Word for word, retype the first line of the records and every following line through the one containing "dispatches it through".

**DATA**:
──────────

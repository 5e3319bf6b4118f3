//! Schema-constrained invoice extraction.
//!
//! `request` composes the instruction and the binding output schema;
//! `client` dispatches it through a [`Classifier`](crate::Classifier)
//! backend and validates the response strictly against the typed model.

mod client;
mod request;

pub use client::InvoiceExtractor;
pub use request::{ExtractionRequest, build_request, response_schema};
//! Inline document payload shared between the encoder and the backends.

use base64::Engine as _;
use base64::engine::general_purpose::STANDARD;
use serde::{Deserialize, Serialize};

/// A document encoded for transport to a classifier backend.
///
/// `data` is the standard base64 encoding of the raw document bytes, with no
/// data-URL envelope or other prefix. Decoding it reproduces the original
/// bytes exactly.
#[derive(Debug, Clone, PartialEq, Eq, Serialize, Deserialize)]
pub struct EncodedDocument {
    /// Base64-encoded document bytes.
    pub data: String,

    /// Media type of the original file (e.g. "image/png").
    pub mime_type: String,
}

impl EncodedDocument {
    /// Encode raw bytes with the standard base64 alphabet.
    ///
    /// The media type string is preserved untouched; no type filtering
    /// happens here.
    pub fn from_bytes(bytes: &[u8], mime_type: impl Into<String>) -> Self {
        Self {
            data: STANDARD.encode(bytes),
            mime_type: mime_type.into(),
        }
    }
}

#[cfg(test)]
mod tests {
    use super::*;

    #[test]
    fn encoding_round_trips_exact_bytes() {
        let original: Vec<u8> = (0u8..=255).collect();
        let doc = EncodedDocument::from_bytes(&original, "application/pdf");

        assert_eq!(doc.mime_type, "application/pdf");
        assert!(!doc.data.starts_with("data:"));
        assert_eq!(STANDARD.decode(&doc.data).unwrap(), original);
    }

    #[test]
    fn empty_input_encodes_to_empty_string() {
        let doc = EncodedDocument::from_bytes(&[], "image/png");
        assert_eq!(doc.data, "");
    }

    #[test]
    fn mime_type_is_preserved_verbatim() {
        // The encoder never filters or normalizes; that is the caller's job.
        let doc = EncodedDocument::from_bytes(b"x", "application/x-whatever");
        assert_eq!(doc.mime_type, "application/x-whatever");
    }
}
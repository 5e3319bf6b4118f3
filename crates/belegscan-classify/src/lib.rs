//! Classifier abstraction layer for belegscan.
//!
//! This crate provides a unified interface for schema-constrained document
//! classification:
//! - [`Classifier`], the trait every backend satisfies: instruction text plus
//!   an inline document and a declared JSON output schema in, raw response
//!   text out
//! - [`GeminiClassifier`], the Google Gemini `generateContent` backend
//! - [`EncodedDocument`], the transport payload shared with callers

mod backend;
mod document;
mod error;

pub use backend::Classifier;
pub use backend::gemini::{DEFAULT_BASE_URL, DEFAULT_MODEL, GeminiClassifier};
pub use document::EncodedDocument;
pub use error::ClassifyError;

/// Result type for classification operations.
pub type Result<T> = std::result::Result<T, ClassifyError>;
//! Error types for the classifier layer.

use thiserror::Error;

/// Errors that can occur while calling a classifier backend.
#[derive(Error, Debug)]
pub enum ClassifyError {
    /// Transport-level HTTP failure (connection refused, DNS, TLS, ...).
    #[error("request failed: {0}")]
    Http(#[from] reqwest::Error),

    /// The API answered with a non-success status.
    #[error("classifier API error (status {status}): {message}")]
    Api { status: u16, message: String },

    /// The response arrived but carried no candidate text.
    #[error("classifier returned no content")]
    EmptyResponse,

    /// The response body was not the expected envelope.
    #[error("malformed response body: {0}")]
    MalformedResponse(#[from] serde_json::Error),

    /// The backend is missing required configuration.
    #[error("backend configuration error: {0}")]
    Config(String),
}
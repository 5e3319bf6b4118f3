//! Google Gemini `generateContent` backend.
//!
//! Speaks the v1beta REST API: one request carrying a text part, an inline
//! document part, and a `generationConfig` that pins the response to
//! `application/json` under the declared schema.

use serde::{Deserialize, Serialize};
use serde_json::Value;
use tracing::debug;

use super::Classifier;
use crate::{ClassifyError, EncodedDocument, Result};

/// Default public API endpoint.
pub const DEFAULT_BASE_URL: &str = "https://generativelanguage.googleapis.com";

/// Default model for invoice analysis.
pub const DEFAULT_MODEL: &str = "gemini-2.5-flash";

/// Classifier backed by the Gemini REST API.
pub struct GeminiClassifier {
    http: reqwest::Client,
    api_key: String,
    model: String,
    base_url: String,
}

impl GeminiClassifier {
    /// Create a backend with the default model and endpoint.
    pub fn new(api_key: impl Into<String>) -> Self {
        Self {
            http: reqwest::Client::new(),
            api_key: api_key.into(),
            model: DEFAULT_MODEL.to_string(),
            base_url: DEFAULT_BASE_URL.to_string(),
        }
    }

    /// Use a different model.
    pub fn with_model(mut self, model: impl Into<String>) -> Self {
        self.model = model.into();
        self
    }

    /// Point at a different endpoint (e.g. a local stub server).
    pub fn with_base_url(mut self, base_url: impl Into<String>) -> Self {
        self.base_url = base_url.into().trim_end_matches('/').to_string();
        self
    }
}

#[derive(Serialize)]
#[serde(rename_all = "camelCase")]
struct GenerateRequest<'a> {
    contents: Vec<Content<'a>>,
    generation_config: GenerationConfig<'a>,
}

#[derive(Serialize)]
struct Content<'a> {
    parts: Vec<Part<'a>>,
}

#[derive(Serialize)]
#[serde(rename_all = "camelCase")]
struct Part<'a> {
    #[serde(skip_serializing_if = "Option::is_none")]
    text: Option<&'a str>,
    #[serde(skip_serializing_if = "Option::is_none")]
    inline_data: Option<InlineData<'a>>,
}

#[derive(Serialize)]
#[serde(rename_all = "camelCase")]
struct InlineData<'a> {
    mime_type: &'a str,
    data: &'a str,
}

#[derive(Serialize)]
#[serde(rename_all = "camelCase")]
struct GenerationConfig<'a> {
    response_mime_type: &'a str,
    response_schema: &'a Value,
}

#[derive(Deserialize)]
struct GenerateResponse {
    #[serde(default)]
    candidates: Vec<Candidate>,
}

#[derive(Deserialize)]
struct Candidate {
    content: Option<CandidateContent>,
}

#[derive(Deserialize)]
struct CandidateContent {
    #[serde(default)]
    parts: Vec<ResponsePart>,
}

#[derive(Deserialize)]
struct ResponsePart {
    text: Option<String>,
}

impl GeminiClassifier {
    fn endpoint(&self) -> String {
        format!(
            "{}/v1beta/models/{}:generateContent?key={}",
            self.base_url, self.model, self.api_key
        )
    }

    fn build_body<'a>(
        instruction: &'a str,
        document: &'a EncodedDocument,
        schema: &'a Value,
    ) -> GenerateRequest<'a> {
        GenerateRequest {
            contents: vec![Content {
                parts: vec![
                    Part {
                        text: Some(instruction),
                        inline_data: None,
                    },
                    Part {
                        text: None,
                        inline_data: Some(InlineData {
                            mime_type: &document.mime_type,
                            data: &document.data,
                        }),
                    },
                ],
            }],
            generation_config: GenerationConfig {
                response_mime_type: "application/json",
                response_schema: schema,
            },
        }
    }

    /// Pull the concatenated candidate text out of a response body.
    ///
    /// A body that is not the expected envelope is a
    /// [`ClassifyError::MalformedResponse`]; an envelope without any
    /// candidate text is [`ClassifyError::EmptyResponse`].
    fn candidate_text(body: &str) -> Result<String> {
        let envelope: GenerateResponse = serde_json::from_str(body)?;

        let text: String = envelope
            .candidates
            .into_iter()
            .filter_map(|c| c.content)
            .flat_map(|c| c.parts)
            .filter_map(|p| p.text)
            .collect();

        if text.is_empty() {
            return Err(ClassifyError::EmptyResponse);
        }
        Ok(text)
    }
}

impl Classifier for GeminiClassifier {
    async fn request(
        &self,
        instruction: &str,
        document: &EncodedDocument,
        schema: &Value,
    ) -> Result<String> {
        if self.api_key.is_empty() {
            return Err(ClassifyError::Config("API key is empty".to_string()));
        }

        let body = Self::build_body(instruction, document, schema);

        debug!(
            model = %self.model,
            mime_type = %document.mime_type,
            payload_bytes = document.data.len(),
            "dispatching generateContent request"
        );

        let response = self.http.post(self.endpoint()).json(&body).send().await?;

        let status = response.status();
        if !status.is_success() {
            let message = response.text().await.unwrap_or_default();
            return Err(ClassifyError::Api {
                status: status.as_u16(),
                message,
            });
        }

        let body = response.text().await?;
        let text = Self::candidate_text(&body)?;

        debug!(response_bytes = text.len(), "received candidate text");
        Ok(text)
    }
}

#[cfg(test)]
mod tests {
    use super::*;
    use pretty_assertions::assert_eq;
    use serde_json::json;

    #[test]
    fn request_body_has_text_and_inline_data_parts() {
        let document = EncodedDocument {
            data: "aGVsbG8=".to_string(),
            mime_type: "image/jpeg".to_string(),
        };
        let schema = json!({"type": "OBJECT"});

        let body = GeminiClassifier::build_body("analyze this", &document, &schema);
        let wire = serde_json::to_value(&body).unwrap();

        assert_eq!(
            wire,
            json!({
                "contents": [{
                    "parts": [
                        {"text": "analyze this"},
                        {"inlineData": {"mimeType": "image/jpeg", "data": "aGVsbG8="}},
                    ]
                }],
                "generationConfig": {
                    "responseMimeType": "application/json",
                    "responseSchema": {"type": "OBJECT"},
                }
            })
        );
    }

    #[test]
    fn endpoint_includes_model_and_key() {
        let backend = GeminiClassifier::new("secret")
            .with_model("gemini-2.5-flash")
            .with_base_url("http://localhost:9090/");

        assert_eq!(
            backend.endpoint(),
            "http://localhost:9090/v1beta/models/gemini-2.5-flash:generateContent?key=secret"
        );
    }

    #[test]
    fn response_text_is_concatenated_across_parts() {
        let body = json!({
            "candidates": [{
                "content": {
                    "parts": [
                        {"text": "{\"a\":"},
                        {"text": "1}"},
                    ]
                }
            }]
        })
        .to_string();

        let text = GeminiClassifier::candidate_text(&body).unwrap();
        assert_eq!(text, "{\"a\":1}");
    }

    #[test]
    fn non_envelope_body_is_a_malformed_response() {
        let err = GeminiClassifier::candidate_text("<html>502 Bad Gateway</html>").unwrap_err();
        assert!(matches!(err, ClassifyError::MalformedResponse(_)));
    }

    #[test]
    fn envelope_without_candidate_text_is_an_empty_response() {
        for body in ["{}", r#"{"candidates": [{"content": {"parts": []}}]}"#] {
            let err = GeminiClassifier::candidate_text(body).unwrap_err();
            assert!(matches!(err, ClassifyError::EmptyResponse));
        }
    }
}
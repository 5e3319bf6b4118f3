//! Classifier backend implementations.

pub mod gemini;

use serde_json::Value;

use crate::{EncodedDocument, Result};

/// Trait for schema-constrained classifier backends.
///
/// A backend takes an instruction, an inline document, and a JSON output
/// schema the response must conform to, and returns the raw response text.
/// The caller parses that text against its own typed model. Any service with
/// this shape can stand in for another; tests substitute a deterministic
/// stub.
pub trait Classifier {
    /// Issue a single classification request.
    ///
    /// One shot: no retry, backoff, or timeout. A failed attempt is terminal
    /// for the caller's current pipeline run.
    fn request(
        &self,
        instruction: &str,
        document: &EncodedDocument,
        schema: &Value,
    ) -> impl std::future::Future<Output = Result<String>> + Send;
}
//! CLI subcommands.

pub mod accounts;
pub mod config;
pub mod scan;
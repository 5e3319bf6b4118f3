//! Config command - manage configuration.

use std::fs;
use std::path::PathBuf;

use clap::{Args, Subcommand};
use console::style;

use belegscan_core::ScanConfig;

/// Arguments for the config command.
#[derive(Args)]
pub struct ConfigArgs {
    #[command(subcommand)]
    command: ConfigCommand,
}

#[derive(Subcommand)]
enum ConfigCommand {
    /// Show current configuration
    Show,

    /// Initialize a new configuration file
    Init(InitArgs),

    /// Get a specific configuration value
    Get {
        /// Configuration key (e.g., "classifier.model")
        key: String,
    },

    /// Set a configuration value
    Set {
        /// Configuration key
        key: String,
        /// New value
        value: String,
    },

    /// Show configuration file path
    Path,
}

#[derive(Args)]
struct InitArgs {
    /// Output path for configuration file
    #[arg(short, long)]
    output: Option<PathBuf>,

    /// Overwrite existing file
    #[arg(long)]
    force: bool,
}

pub async fn run(args: ConfigArgs) -> anyhow::Result<()> {
    match args.command {
        ConfigCommand::Show => show_config(),
        ConfigCommand::Init(init_args) => init_config(init_args),
        ConfigCommand::Get { key } => get_config(&key),
        ConfigCommand::Set { key, value } => set_config(&key, &value),
        ConfigCommand::Path => show_path(),
    }
}

fn default_config_path() -> PathBuf {
    dirs::config_dir()
        .unwrap_or_else(|| PathBuf::from("."))
        .join("belegscan")
        .join("config.json")
}

/// Load configuration for other commands: the explicit path when given,
/// otherwise the default file when it exists, otherwise defaults.
pub(crate) fn load_config(config_path: Option<&str>) -> anyhow::Result<ScanConfig> {
    match config_path {
        Some(path) => Ok(ScanConfig::from_file(std::path::Path::new(path))?),
        None => {
            let path = default_config_path();
            if path.exists() {
                Ok(ScanConfig::from_file(&path)?)
            } else {
                Ok(ScanConfig::default())
            }
        }
    }
}

fn load_or_default() -> anyhow::Result<ScanConfig> {
    let path = default_config_path();
    if path.exists() {
        Ok(ScanConfig::from_file(&path)?)
    } else {
        Ok(ScanConfig::default())
    }
}

fn show_config() -> anyhow::Result<()> {
    if !default_config_path().exists() {
        println!(
            "{} No config file found, showing defaults.",
            style("ℹ").blue()
        );
    }

    // api_key is redacted on display, not in the file
    let mut config = load_or_default()?;
    if config.classifier.api_key.is_some() {
        config.classifier.api_key = Some("<redacted>".to_string());
    }

    println!("{}", serde_json::to_string_pretty(&config)?);
    Ok(())
}

fn init_config(args: InitArgs) -> anyhow::Result<()> {
    let output_path = args.output.unwrap_or_else(default_config_path);

    if output_path.exists() && !args.force {
        anyhow::bail!(
            "Config file already exists at {}. Use --force to overwrite.",
            output_path.display()
        );
    }

    if let Some(parent) = output_path.parent() {
        fs::create_dir_all(parent)?;
    }

    ScanConfig::default().save(&output_path)?;

    println!(
        "{} Created configuration file at {}",
        style("✓").green(),
        output_path.display()
    );

    Ok(())
}

fn get_config(key: &str) -> anyhow::Result<()> {
    let config = load_or_default()?;

    let value = match key {
        "classifier.api_key" => config
            .classifier
            .api_key
            .map_or_else(|| "(not set)".to_string(), |_| "<redacted>".to_string()),
        "classifier.model" => config.classifier.model,
        "classifier.base_url" => config.classifier.base_url,
        _ => anyhow::bail!("Unknown configuration key: {}", key),
    };

    println!("{}", value);
    Ok(())
}

fn set_config(key: &str, value: &str) -> anyhow::Result<()> {
    let config_path = default_config_path();
    if let Some(parent) = config_path.parent() {
        fs::create_dir_all(parent)?;
    }

    let mut config = load_or_default()?;

    match key {
        "classifier.api_key" => config.classifier.api_key = Some(value.to_string()),
        "classifier.model" => config.classifier.model = value.to_string(),
        "classifier.base_url" => config.classifier.base_url = value.to_string(),
        _ => anyhow::bail!("Unknown configuration key: {}", key),
    }

    config.save(&config_path)?;

    let shown = if key == "classifier.api_key" {
        "<redacted>"
    } else {
        value
    };
    println!("{} Set {} = {}", style("✓").green(), key, shown);

    Ok(())
}

fn show_path() -> anyhow::Result<()> {
    let config_path = default_config_path();

    println!("Configuration file: {}", config_path.display());

    if config_path.exists() {
        println!("Status: {}", style("exists").green());
    } else {
        println!("Status: {}", style("not created").yellow());
        println!();
        println!("Run 'belegscan config init' to create a configuration file.");
    }

    Ok(())
}
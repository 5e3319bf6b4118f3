//! Data models for invoices and configuration.

pub mod config;
pub mod invoice;
//! Accounts command - list the chart of accounts.

use clap::Args;
use console::style;

use belegscan_core::AccountChart;

/// Arguments for the accounts command.
#[derive(Args)]
pub struct AccountsArgs {
    /// Emit the chart as JSON
    #[arg(long)]
    json: bool,
}

pub async fn run(args: AccountsArgs) -> anyhow::Result<()> {
    let chart = AccountChart::standard();

    if args.json {
        let accounts: Vec<_> = chart.iter().collect();
        println!("{}", serde_json::to_string_pretty(&accounts)?);
        return Ok(());
    }

    for account in chart.iter() {
        print!(
            "{}  {}",
            style(&account.number).cyan().bold(),
            account.name
        );
        if let Some(description) = &account.description {
            print!("  {}", style(description).dim());
        }
        println!();
    }

    Ok(())
}
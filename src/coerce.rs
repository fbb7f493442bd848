use derive_more::Display;

use crate::{numeric::parse_numeric_prefix, value::*};

/// The number substituted for an aggregate operand
pub const AGGREGATE_SENTINEL: f64 = 1.0;

#[derive(Debug, Display, Clone, Copy, PartialEq, Eq, Hash)]
pub enum WarningKind {
    #[display(fmt = "A non-numeric value encountered")]
    NonNumericOperand,
}

#[derive(Debug, Clone, Copy, PartialEq, Eq, Hash, thiserror::Error)]
pub enum ErrorKind {
    #[error("Unsupported operand types")]
    UnsupportedOperandType,
}

#[derive(Debug, Clone, Copy, PartialEq)]
pub enum Coercion {
    Numeric(f64),
    NumericWithWarning(f64, WarningKind),
    Fatal(ErrorKind),
}

impl Coercion {
    /// The number this coercion produced, if it did not fail
    pub fn number(&self) -> Option<f64> {
        match *self {
            Coercion::Numeric(n) | Coercion::NumericWithWarning(n, _) => Some(n),
            Coercion::Fatal(_) => None,
        }
    }
    pub fn warning(&self) -> Option<WarningKind> {
        match *self {
            Coercion::NumericWithWarning(_, kind) => Some(kind),
            _ => None,
        }
    }
    pub fn into_result(self) -> Result<f64, ErrorKind> {
        match self {
            Coercion::Numeric(n) | Coercion::NumericWithWarning(n, _) => Ok(n),
            Coercion::Fatal(kind) => Err(kind),
        }
    }
}

/// Coerce a value to a numeric operand.
///
/// Numeric-looking kinds convert silently, lists convert to
/// [`AGGREGATE_SENTINEL`] with a warning, and objects are fatal.
pub fn coerce(value: &Value) -> Coercion {
    match value {
        Value::Int(i) => Coercion::Numeric(*i as f64),
        Value::Float(f) => Coercion::Numeric(*f),
        Value::Null => Coercion::Numeric(0.0),
        Value::Bool(b) => Coercion::Numeric(if *b { 1.0 } else { 0.0 }),
        Value::Str(bytes) => Coercion::Numeric(parse_numeric_prefix(bytes).0),
        Value::List(_) => {
            Coercion::NumericWithWarning(AGGREGATE_SENTINEL, WarningKind::NonNumericOperand)
        }
        Value::Object(_) => Coercion::Fatal(ErrorKind::UnsupportedOperandType),
        Value::Resource(handle) => Coercion::Numeric(f64::from(handle.id)),
    }
}
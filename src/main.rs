use std::{io, path::PathBuf, process::exit};

use anyhow::Context;
use clap::Parser;
use colored::Colorize;

use powcoerce::{
    coerce,
    config::{FatalPolicy, RunConfig},
    dump,
    fixture::{self, Fixture, Literal, Materializer},
    numeric, power,
    resource::ResourceTable,
    runner, Value,
};

/// Exit status of a run halted by a fatal outcome
const FATAL_EXIT: i32 = 255;

fn main() {
    color_backtrace::install();
    pretty_env_logger::init();

    match App::parse().execute() {
        Ok(0) => {}
        Ok(code) => exit(code),
        Err(e) => {
            eprintln!("{} {:#}", "error:".red().bold(), e);
            exit(1)
        }
    }
}

#[derive(Parser)]
#[clap(about = "Numeric coercion for exponentiation operands")]
enum App {
    /// Raise the base to every operand of a fixture
    #[clap(alias = "r")]
    Run {
        /// Fixture file, the built-in pow variations if omitted
        fixture: Option<PathBuf>,
        /// Base literal, overriding the fixture's
        #[clap(long)]
        base: Option<String>,
        /// What a fatal outcome does to the run: continue or halt
        #[clap(long, default_value = "continue")]
        on_fatal: FatalPolicy,
    },
    /// Show how a single literal coerces
    #[clap(alias = "c")]
    Coerce { literal: String },
    /// Raise one literal to the power of another
    #[clap(alias = "p")]
    Pow { base: String, exp: String },
    /// Dump the operands of a fixture
    #[clap(alias = "i")]
    Inputs { fixture: Option<PathBuf> },
}

impl App {
    /// Returns the exit status. Resources are released before it is used.
    fn execute(self) -> anyhow::Result<i32> {
        match self {
            App::Run {
                fixture,
                base,
                on_fatal,
            } => {
                let fixture = load(fixture)?;
                #[cfg(feature = "debug")]
                println!("{:#?}", fixture);
                let config = RunConfig {
                    base: base.as_deref().map(literal).transpose()?,
                    on_fatal,
                    ..RunConfig::default()
                };
                let summary = runner::run(&fixture, &config, &mut io::stdout().lock())?;
                if summary.halted {
                    eprintln!(
                        "{}",
                        format!("Run halted after iteration {}", summary.iterations).red()
                    );
                    return Ok(FATAL_EXIT);
                }
            }
            App::Coerce { literal: input } => {
                let mut resources = ResourceTable::new();
                let value = Materializer::new(&mut resources, ".").value(&literal(&input)?)?;
                print!("{}", dump::value(&value));
                if let Value::Str(bytes) = &value {
                    if !numeric::is_numeric(bytes) {
                        eprintln!("{}", "note: not a numeric string, leading prefix used".yellow());
                    }
                }
                print!("{}", dump::coercion(&coerce(&value)));
            }
            App::Pow { base, exp } => {
                let mut resources = ResourceTable::new();
                let mut materializer = Materializer::new(&mut resources, ".");
                let base = materializer.value(&literal(&base)?)?;
                let exp = materializer.value(&literal(&exp)?)?;
                let outcome = power(&base, &exp);
                print!("{}", dump::outcome(&outcome));
                if outcome.is_fatal() {
                    return Ok(FATAL_EXIT);
                }
            }
            App::Inputs { fixture } => {
                let fixture = load(fixture)?;
                let mut resources = ResourceTable::new();
                let mut materializer = Materializer::new(&mut resources, fixture.resource_root());
                for (i, literal) in fixture.operands.iter().enumerate() {
                    println!("-- Operand {} --", i + 1);
                    print!("{}", dump::value(&materializer.value(literal)?));
                }
            }
        }
        Ok(0)
    }
}

fn load(path: Option<PathBuf>) -> anyhow::Result<Fixture> {
    match path {
        Some(path) => Fixture::load(path),
        None => Fixture::builtin().context("Invalid built-in fixture"),
    }
}

fn literal(input: &str) -> anyhow::Result<Literal> {
    fixture::parse_literal(input).with_context(|| format!("Invalid literal {:?}", input))
}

──────────

**EXERCISE SOLUTION**:
repository 5e3319bf6b4118f3
//! Schema-constrained invoice extraction.
//!
//! `request` composes the instruction and the binding output schema;
//! `client` dispatches it through a [`Classifier`](crate::Classifier)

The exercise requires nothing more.